Deputy Ministry of Women Empowerment and Child Protection of Indonesia
- Incumbent
- Assumed office 21 October 2024
- President: Prabowo Subianto
- Minister: Arifah Choiri Fauzi
- Preceded by: Lasiyah Soetanto

Head of TP-PKK of Jakarta
- In office 4 December 2014 – 25 July 2017
- President: Joko Widodo
- Governor: Basuki Tjahaja Purnama Djarot Saiful Hidayat
- Preceded by: Iriana
- Succeeded by: Happy Farida

First Lady of Jakarta
- In office 16 October 2014 – 9 May 2017
- President: Joko Widodo
- Governor: Basuki Tjahaja Purnama
- Preceded by: Iriana
- Succeeded by: Happy Farida

Personal details
- Born: Veronica Tan 4 December 1977 (age 48) Medan, North Sumatra, Indonesia
- Party: Perindo Party
- Spouse: Basuki Tjahaja Purnama ​ ​(m. 1997; div. 2018)​
- Children: 3
- Alma mater: Pelita Harapan University
- Occupation: Entrepreneur

= Veronica Tan =

Indonesian entrepreneur and politician

Veronica Tan or Veronica Lim (Note: Tan, her mother's surname, is used on official documents instead of Lim, her father's surname, because her parents did not register their marriage to the government resulting in lack of marriage certificate) (林雪莉 (Lín Xuělì), Pe̍h-ōe-jī: Lîm Soat-lī, born 4 December 1977) is an Indonesian politician and entrepreneur who is currently serving as the Deputy Ministry of Women Empowerment and Child Protection of Indonesia.

She previously served as the chairperson of the Indonesian Cancer Foundation (YKI) DKI Jakarta branch and head of the Family Empowerment and Welfare Movement Team (TP-PKK) of DKI Jakarta.

As an entrepreneur, she founded a beef importing company and also one of the founders of a home care service provider.

== Personal life ==
After graduating from high school, she moved to Jakarta and majored in architecture at Pelita Harapan University.

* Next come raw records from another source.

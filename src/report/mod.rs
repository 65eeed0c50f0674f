pub mod directory;
mod files;
pub mod readme;
mod reporter;
mod run_log;

pub use files::{OutputFile, OutputFiles};
pub use reporter::{Phase, Reporter, RunSummary, REPORT_LOG};
pub use run_log::{CapturedOutput, Console, RunLog};
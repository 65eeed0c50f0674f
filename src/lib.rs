//! Operational harness for long-running batch jobs: counters, throttled
//! progress with rate and ETA, a per-run report directory with a generated
//! README, `report.log` and named output files.

pub mod batch;
pub mod clock;
pub mod config;
pub mod error;
pub mod job;
pub mod report;

pub use batch::{ItemProcessor, PoolReport, Progress, RunState, WorkerOutcome, WorkerPool};
pub use clock::{Clock, ManualClock, SystemClock, Timestamp};
pub use config::{Environment, JobConfig, JobOptions, JobOptionsBuilder};
pub use error::{ConfigurationError, JobError, ReportError};
pub use job::{Job, JobBuilder};
pub use report::{CapturedOutput, Console, OutputFile, OutputFiles, Phase, Reporter, RunSummary};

She met Basuki Tjahaja Purnama at a church and married him on 6 September 1997, at the age of 19. The couple had three children, Nicolas Sean, Nathania and Daud Albeneer.

She accompanied Basuki when he was inaugurated as Governor of Jakarta.

When Basuki was detained for blasphemy, she read a letter written by Basuki to his supporters.

On 5 January 2018, Basuki reportedly filed for divorce from Veronica.

A court granted Basuki's petition for divorce in early April 2018, and gave him custody of the couple's two younger children. Their first child, Nicholas Sean Purnama, was entitled to determine his own custody status due to being of age.